We examined 3 of the 5 dimensions of the EQ-5D questionnaire: mobility, self-care, and usual activities. Because a low number of participants (n = 29, 12.9% of the total sample) reported “extreme problems” in these dimensions, we pooled together the variables “extreme problems” and “some problems” making it a dichotomous variable (“problems” and “no problems”). The “sensory loss” phenotype was associated with the highest frequency of patients reporting problems with mobility (n = 70, 69.3%): this proportion was higher than in the “thermal hyperalgesia” phenotype (P = 0.008; Fig. 3A and Tables 2 and 4). Similarly, the “sensory loss” phenotype showed the highest percentage of patients stating problems with usual activities (n = 75, 74.3%), which was higher than that in the thermal hyperalgesia phenotype (P = 0.004, Fig. 3B and Tables 2 and 4), but patients in the sensory loss phenotype were also older (Table 4).
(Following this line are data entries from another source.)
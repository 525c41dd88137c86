use std::{collections::VecDeque, io::Write};

/// Minimal cursor-addressed output surface driven by the line normalizer.
///
/// Columns are zero-based.
pub trait Terminal {
    fn cursor_x(&self) -> usize;
    fn carriage_return(&mut self);
    fn new_line(&mut self);
    fn cursor_forward(&mut self, columns: usize);
    fn write_characters(&mut self, text: &str);
    fn clear(&mut self);

    /// When on, a line feed also returns the cursor to column 0.
    fn set_auto_new_line(&mut self, _enabled: bool) {}
}

pub const DEFAULT_HISTORY_LINES: usize = 5000;

/// In-memory screen with overwrite-at-cursor semantics and bounded history.
#[derive(Debug, Clone)]
pub struct ScreenBuffer {
    lines: VecDeque<Vec<char>>,
    row: usize,
    col: usize,
    max_lines: usize,
    auto_new_line: bool,
}

impl Default for ScreenBuffer {
    fn default() -> Self {
        Self::new(DEFAULT_HISTORY_LINES)
    }
}

impl ScreenBuffer {
    pub fn new(max_lines: usize) -> Self {
        let mut lines = VecDeque::new();
        lines.push_back(Vec::new());
        Self {
            lines,
            row: 0,
            col: 0,
            max_lines: max_lines.max(1),
            auto_new_line: false,
        }
    }

    pub fn cursor_y(&self) -> usize {
        self.row
    }

    /// All retained lines, oldest first, without trailing padding.
    pub fn lines(&self) -> Vec<String> {
        self.lines
            .iter()
            .map(|line| line.iter().collect::<String>().trim_end().to_string())
            .collect()
    }

    /// Retained text with `\n` between lines and the trailing empty line dropped.
    pub fn text(&self) -> String {
        let mut lines = self.lines();
        if lines.last().is_some_and(|l| l.is_empty()) {
            lines.pop();
        }
        lines.join("\n")
    }

    pub fn line_count(&self) -> usize {
        self.lines.len()
    }
}

impl Terminal for ScreenBuffer {
    fn cursor_x(&self) -> usize {
        self.col
    }

    fn carriage_return(&mut self) {
        self.col = 0;
    }

    fn new_line(&mut self) {
        self.row += 1;
        if self.row == self.lines.len() {
            self.lines.push_back(Vec::new());
        }
        while self.lines.len() > self.max_lines {
            self.lines.pop_front();
            self.row = self.row.saturating_sub(1);
        }
        if self.auto_new_line {
            self.col = 0;
        }
    }

    fn cursor_forward(&mut self, columns: usize) {
        self.col += columns;
    }

    fn write_characters(&mut self, text: &str) {
        let line = &mut self.lines[self.row];
        for ch in text.chars() {
            if self.col > line.len() {
                line.resize(self.col, ' ');
            }
            if self.col == line.len() {
                line.push(ch);
            } else {
                line[self.col] = ch;
            }
            self.col += 1;
        }
    }

    fn clear(&mut self) {
        self.lines.clear();
        self.lines.push_back(Vec::new());
        self.row = 0;
        self.col = 0;
    }

    fn set_auto_new_line(&mut self, enabled: bool) {
        self.auto_new_line = enabled;
    }
}

/// Streams terminal operations to a byte sink as plain text and ANSI cursor moves.
pub struct StreamTerminal<W: Write> {
    out: W,
    col: usize,
    auto_new_line: bool,
}

impl<W: Write> StreamTerminal<W> {
    pub fn new(out: W) -> Self {
        Self {
            out,
            col: 0,
            auto_new_line: false,
        }
    }

    pub fn get_ref(&self) -> &W {
        &self.out
    }

    pub fn into_inner(self) -> W {
        self.out
    }

    fn emit(&mut self, bytes: &[u8]) {
        if let Err(err) = self.out.write_all(bytes).and_then(|_| self.out.flush()) {
            log::debug!("terminal output failed: {err}");
        }
    }
}

impl<W: Write> Terminal for StreamTerminal<W> {
    fn cursor_x(&self) -> usize {
        self.col
    }

    fn carriage_return(&mut self) {
        self.col = 0;
        self.emit(b"\r");
    }

    fn new_line(&mut self) {
        if self.auto_new_line {
            self.col = 0;
            self.emit(b"\r\n");
        } else {
            self.emit(b"\n");
        }
    }

    fn cursor_forward(&mut self, columns: usize) {
        if columns > 0 {
            self.col += columns;
            self.emit(format!("\x1b[{columns}C").as_bytes());
        }
    }

    fn write_characters(&mut self, text: &str) {
        self.col += text.chars().count();
        self.emit(text.as_bytes());
    }

    fn clear(&mut self) {
        self.col = 0;
        self.emit(b"\x1b[2J\x1b[H");
    }

    fn set_auto_new_line(&mut self, enabled: bool) {
        self.auto_new_line = enabled;
    }
}

/// Drives two terminals in lockstep. The cursor column is read from `primary`.
pub struct Tee<A: Terminal, B: Terminal> {
    pub primary: A,
    pub mirror: B,
}

impl<A: Terminal, B: Terminal> Tee<A, B> {
    pub fn new(primary: A, mirror: B) -> Self {
        Self { primary, mirror }
    }
}

impl<A: Terminal, B: Terminal> Terminal for Tee<A, B> {
    fn cursor_x(&self) -> usize {
        self.primary.cursor_x()
    }

    fn carriage_return(&mut self) {
        self.primary.carriage_return();
        self.mirror.carriage_return();
    }

    fn new_line(&mut self) {
        self.primary.new_line();
        self.mirror.new_line();
    }

    fn cursor_forward(&mut self, columns: usize) {
        self.primary.cursor_forward(columns);
        self.mirror.cursor_forward(columns);
    }

    fn write_characters(&mut self, text: &str) {
        self.primary.write_characters(text);
        self.mirror.write_characters(text);
    }

    fn clear(&mut self) {
        self.primary.clear();
        self.mirror.clear();
    }

    fn set_auto_new_line(&mut self, enabled: bool) {
        self.primary.set_auto_new_line(enabled);
        self.mirror.set_auto_new_line(enabled);
    }
}

#[cfg(test)]
mod tests {
    use super::*;

    #[test]
    fn writes_overwrite_at_the_cursor() {
        let mut screen = ScreenBuffer::default();
        screen.write_characters("hello");
        screen.carriage_return();
        screen.write_characters("J");
        assert_eq!(screen.text(), "Jello");

        screen.cursor_forward(7);
        screen.write_characters("!");
        assert_eq!(screen.text(), "Jello   !");
    }

    #[test]
    fn history_is_bounded() {
        let mut screen = ScreenBuffer::new(3);
        for word in ["a", "b", "c", "d"] {
            screen.write_characters(word);
            screen.carriage_return();
            screen.new_line();
        }
        assert_eq!(screen.lines(), vec!["c", "d", ""]);
        assert_eq!(screen.cursor_y(), 2);
    }

    #[test]
    fn auto_new_line_returns_the_cursor() {
        let mut screen = ScreenBuffer::default();
        screen.set_auto_new_line(true);
        screen.write_characters("ab");
        screen.new_line();
        assert_eq!(screen.cursor_x(), 0);
    }

    #[test]
    fn stream_terminal_emits_ansi_moves() {
        let mut term = StreamTerminal::new(Vec::new());
        term.write_characters("ab");
        term.carriage_return();
        term.cursor_forward(3);
        term.new_line();
        assert_eq!(term.into_inner(), b"ab\r\x1b[3C\n".to_vec());
    }

    #[test]
    fn tee_keeps_screen_and_stream_in_step() {
        let mut tee = Tee::new(ScreenBuffer::default(), StreamTerminal::new(Vec::new()));
        tee.set_auto_new_line(true);
        tee.write_characters("ok");
        tee.new_line();
        assert_eq!(tee.cursor_x(), 0);
        assert_eq!(tee.primary.text(), "ok");
        assert_eq!(tee.mirror.get_ref().as_slice(), b"ok\r\n");
    }
}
Interestingly, most patients (n = 173, 76.9%) reported no problems regarding self-care (Fig. 3C, Table 2). Nevertheless, self-care was reduced in the sensory loss phenotype compared with the thermal hyperalgesia phenotype (P = 0.039, Fig. 3C and Tables 2 and 4).

Figure 3.

Figure 3.

EQ-5D/-VAS was completed by n = 225 participants. Bar chart showing the distribution of patients with and without problems regarding mobility (A), usual activities (B), and self-care (C) according to EQ-5D. “Some problems” and “extreme problems” were subsumed to solely “problems.” *P < 0.05, **P < 0.01 for logistic regression analysis. (D) Box plot showing the results of the EQ-VAS (visual analogue scale) representing the overall health state. * P < 0.05. EQ-5D, Euro Quality of Life 5D.

Overall health state measured on the EQ-VAS was rated lower in the “sensory loss” phenotype than that in the “thermal hyperalgesia” phenotype but did not differ from the “mechanical hyperalgesia” phenotype (P = 0.02; Fig. 3D and Tables 2 and 3).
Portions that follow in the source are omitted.